* [Source information]:
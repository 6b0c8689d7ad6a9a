//! Proof command handler

use std::path::Path;

use anyhow::{Context, Result};
use colored::Colorize;
use dirhash_merkle::{verify_proof, HashValue, MerkleProof};
use serde::Serialize;

use super::load_tree;

/// Result of proving one value against a folder and an expected root.
#[derive(Debug, Serialize)]
pub struct ProofReport {
    pub value: String,
    pub found: bool,
    pub proof: Option<MerkleProof>,
    pub expected_root: HashValue,
    pub tree_root: HashValue,
    pub valid: bool,
}

/// Build the folder's tree, prove `value` and verify the proof.
///
/// The expected root is parsed before anything else; a malformed root is a
/// hard error. An absent value is a normal outcome with `found = false`.
pub fn run(folder: &Path, value: &str, expected_root: &str) -> Result<ProofReport> {
    let expected = HashValue::from_hex(expected_root)
        .with_context(|| format!("Invalid root hash provided: {}", expected_root))?;
    let tree = load_tree(folder)?;

    let proof = tree.generate_proof(value.as_bytes());
    let valid = proof
        .as_ref()
        .map(|p| verify_proof(value.as_bytes(), p, &expected))
        .unwrap_or(false);

    Ok(ProofReport {
        value: value.to_string(),
        found: proof.is_some(),
        proof,
        expected_root: expected,
        tree_root: tree.root(),
        valid,
    })
}

pub fn handle(folder: &Path, value: &str, expected_root: &str, json: bool) -> Result<()> {
    let report = run(folder, value, expected_root)?;

    if json {
        println!("{}", serde_json::to_string_pretty(&report)?);
        return Ok(());
    }

    let Some(proof) = &report.proof else {
        println!("{} No proof found for the given value.", "✗".red().bold());
        return Ok(());
    };

    println!("{} Merkle proof steps:", "→".cyan().bold());
    for step in proof {
        println!(" - {} ({})", step.sibling, step.side);
    }

    let verdict = if report.valid {
        "true".green().bold()
    } else {
        "false".red().bold()
    };
    println!("Proof is valid: {}", verdict);
    Ok(())
}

* [Work to be completed]: Reproduce the preceding entries exactly and completely.

* [Answer section]:
repository 6b0c8689d7ad6a9a
//! Proof command handler

use std::path::Path;

use anyhow::{Context, Result};
use colored::Colorize;
use dirhash_merkle::{verify_proof, HashValue, MerkleProof};
use serde::Serialize;

use super::load_tree;

/// Result of proving one value against a folder and an expected root.
#[derive(Debug, Serialize)]
pub struct ProofReport {
    pub value: String,
    pub found: bool,
    pub proof: Option<MerkleProof>,
    pub expected_root: HashValue,
    pub tree_root: HashValue,
    pub valid: bool,
}

/// Build the folder's tree, prove `value` and verify the proof.
///
/// The expected root is parsed before anything else; a malformed root is a
/// hard error. An absent value is a normal outcome with `found = false`.
pub fn run(folder: &Path, value: &str, expected_root: &str) -> Result<ProofReport> {
    let expected = HashValue::from_hex(expected_root)
        .with_context(|| format!("Invalid root hash provided: {}", expected_root))?;
    let tree = load_tree(folder)?;

    let proof = tree.generate_proof(value.as_bytes());
    let valid = proof
        .as_ref()
        .map(|p| verify_proof(value.as_bytes(), p, &expected))
        .unwrap_or(false);

    Ok(ProofReport {
        value: value.to_string(),
        found: proof.is_some(),
        proof,
        expected_root: expected,
        tree_root: tree.root(),
        valid,
    })
}

pub fn handle(folder: &Path, value: &str, expected_root: &str, json: bool) -> Result<()> {
    let report = run(folder, value, expected_root)?;

    if json {
        println!("{}", serde_json::to_string_pretty(&report)?);
        return Ok(());
    }

    let Some(proof) = &report.proof else {
        println!("{} No proof found for the given value.", "✗".red().bold());
        return Ok(());
    };

    println!("{} Merkle proof steps:", "→".cyan().bold());
    for step in proof {
        println!(" - {} ({})", step.sibling, step.side);
    }

    let verdict = if report.valid {
        "true".green().bold()
    } else {
        "false".red().bold()
    };
    println!("Proof is valid: {}", verdict);
    Ok(())
}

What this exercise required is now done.